▸ **Problem statement**: What lines of the data hold the string "whether"? Pull each one out.

(Beginning of Material provided)

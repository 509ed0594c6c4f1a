//! Search policies
//!
//! A policy decides, for every candidate the engine produces, whether it is a
//! hit. It also owns the hash function, so the engine never needs to know what
//! string is actually hashed.

use crate::constants::{DEFAULT_PREFIX_TAG, DEFAULT_SHARD_COUNT};
use crate::domain::config::ConfigError;
use crate::domain::hash::HashFn;
use dashmap::DashMap;
use dashmap::mapref::entry::Entry;
use rustc_hash::FxBuildHasher;
use std::fmt;

/// Per-candidate decision logic driven by the search engine
pub trait SearchPolicy: Sync {
    /// Payload reported on a hit
    type Hit: Send + Sync;

    /// Digest of the string this policy hashes for `candidate`
    fn digest(&self, candidate: &str) -> String;

    /// Decide whether `candidate` (with its `digest`) is a hit
    fn evaluate(&self, candidate: &str, digest: &str) -> Option<Self::Hit>;

    /// Re-check a payload independently of the engine
    fn verify(&self, hit: &Self::Hit) -> bool;
}

// =============================================================================
// Collision
// =============================================================================

/// Two distinct candidates with the same digest
#[derive(Clone, Debug, PartialEq, Eq)]
pub struct Collision {
    /// Candidate that detected the collision
    pub first: String,
    /// Candidate stored earlier under the same digest
    pub second: String,
}

impl fmt::Display for Collision {
    fn fmt(&self, f: &mut fmt::Formatter<'_>) -> fmt::Result {
        write!(f, "\"{}\", \"{}\"", self.first, self.second)
    }
}

/// Finds any two candidates whose digests are equal
///
/// Every evaluated candidate is recorded in a shared `digest -> candidate`
/// map. The map lives as long as the policy and is never cleared, so a policy
/// is single-use: build a new one for every search, or digests from an
/// earlier search will be reported against candidates of the next one.
pub struct CollisionPolicy<H> {
    hash: H,
    seen: DashMap<String, String, FxBuildHasher>,
}

impl<H: HashFn> CollisionPolicy<H> {
    pub fn new(hash: H) -> Self {
        Self::with_shards(hash, DEFAULT_SHARD_COUNT)
    }

    /// Create a policy whose map uses `shards` lock stripes
    ///
    /// The count is rounded up to a power of two (at least 2).
    pub fn with_shards(hash: H, shards: usize) -> Self {
        let shards = shards.max(2).next_power_of_two();
        Self {
            hash,
            seen: DashMap::with_hasher_and_shard_amount(FxBuildHasher, shards),
        }
    }

    /// Number of distinct digests recorded so far
    pub fn recorded(&self) -> usize {
        self.seen.len()
    }
}

impl<H: HashFn> SearchPolicy for CollisionPolicy<H> {
    type Hit = Collision;

    #[inline]
    fn digest(&self, candidate: &str) -> String {
        self.hash.digest(candidate.as_bytes())
    }

    fn evaluate(&self, candidate: &str, digest: &str) -> Option<Collision> {
        // Lookup and insert happen under one shard lock.
        match self.seen.entry(digest.to_owned()) {
            Entry::Occupied(stored) => (stored.get() != candidate).then(|| Collision {
                first: candidate.to_string(),
                second: stored.get().clone(),
            }),
            Entry::Vacant(slot) => {
                slot.insert(candidate.to_string());
                None
            }
        }
    }

    fn verify(&self, hit: &Collision) -> bool {
        hit.first != hit.second
            && self.hash.digest(hit.first.as_bytes()) == self.hash.digest(hit.second.as_bytes())
    }
}

// =============================================================================
// Second preimage
// =============================================================================

/// Finds a candidate, other than the target, with the target's digest
pub struct SecondPreimagePolicy<H> {
    hash: H,
    target: String,
    target_digest: String,
}

impl<H: HashFn> SecondPreimagePolicy<H> {
    pub fn new(hash: H, target: impl Into<String>) -> Self {
        let target = target.into();
        let target_digest = hash.digest(target.as_bytes());
        Self {
            hash,
            target,
            target_digest,
        }
    }

    pub fn target(&self) -> &str {
        &self.target
    }

    pub fn target_digest(&self) -> &str {
        &self.target_digest
    }
}

impl<H: HashFn> SearchPolicy for SecondPreimagePolicy<H> {
    type Hit = String;

    #[inline]
    fn digest(&self, candidate: &str) -> String {
        self.hash.digest(candidate.as_bytes())
    }

    #[inline]
    fn evaluate(&self, candidate: &str, digest: &str) -> Option<String> {
        (digest == self.target_digest && candidate != self.target).then(|| candidate.to_string())
    }

    fn verify(&self, hit: &String) -> bool {
        *hit != self.target && self.hash.digest(hit.as_bytes()) == self.target_digest
    }
}

// =============================================================================
// Digest prefix
// =============================================================================

/// Finds a tagged candidate whose digest starts with a target prefix
///
/// The hashed string is `tag + candidate`; the reported payload is that
/// tagged string.
pub struct PrefixPolicy<H> {
    hash: H,
    prefix: String,
    tag: String,
}

impl<H: HashFn> PrefixPolicy<H> {
    /// Create a policy with the default tag
    pub fn new(hash: H, prefix: impl Into<String>) -> Result<Self, ConfigError> {
        let prefix = prefix.into();
        if prefix.is_empty() {
            return Err(ConfigError::EmptyPrefix);
        }
        Ok(Self {
            hash,
            prefix,
            tag: DEFAULT_PREFIX_TAG.to_string(),
        })
    }

    /// Replace the literal prepended to every candidate
    pub fn with_tag(mut self, tag: impl Into<String>) -> Self {
        self.tag = tag.into();
        self
    }

    pub fn prefix(&self) -> &str {
        &self.prefix
    }

    pub fn tag(&self) -> &str {
        &self.tag
    }

    fn tagged(&self, candidate: &str) -> String {
        let mut input = String::with_capacity(self.tag.len() + candidate.len());
        input.push_str(&self.tag);
        input.push_str(candidate);
        input
    }
}

impl<H: HashFn> SearchPolicy for PrefixPolicy<H> {
    type Hit = String;

    #[inline]
    fn digest(&self, candidate: &str) -> String {
        self.hash.digest(self.tagged(candidate).as_bytes())
    }

    #[inline]
    fn evaluate(&self, candidate: &str, digest: &str) -> Option<String> {
        digest
            .starts_with(self.prefix.as_str())
            .then(|| self.tagged(candidate))
    }

    fn verify(&self, hit: &String) -> bool {
        hit.starts_with(self.tag.as_str())
            && self.hash.digest(hit.as_bytes()).starts_with(self.prefix.as_str())
    }
}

(End of Material provided)

▸ **Final answer**:
//! A policy decides, for every candidate the engine produces, whether it is a
    /// Decide whether `candidate` (with its `digest`) is a hit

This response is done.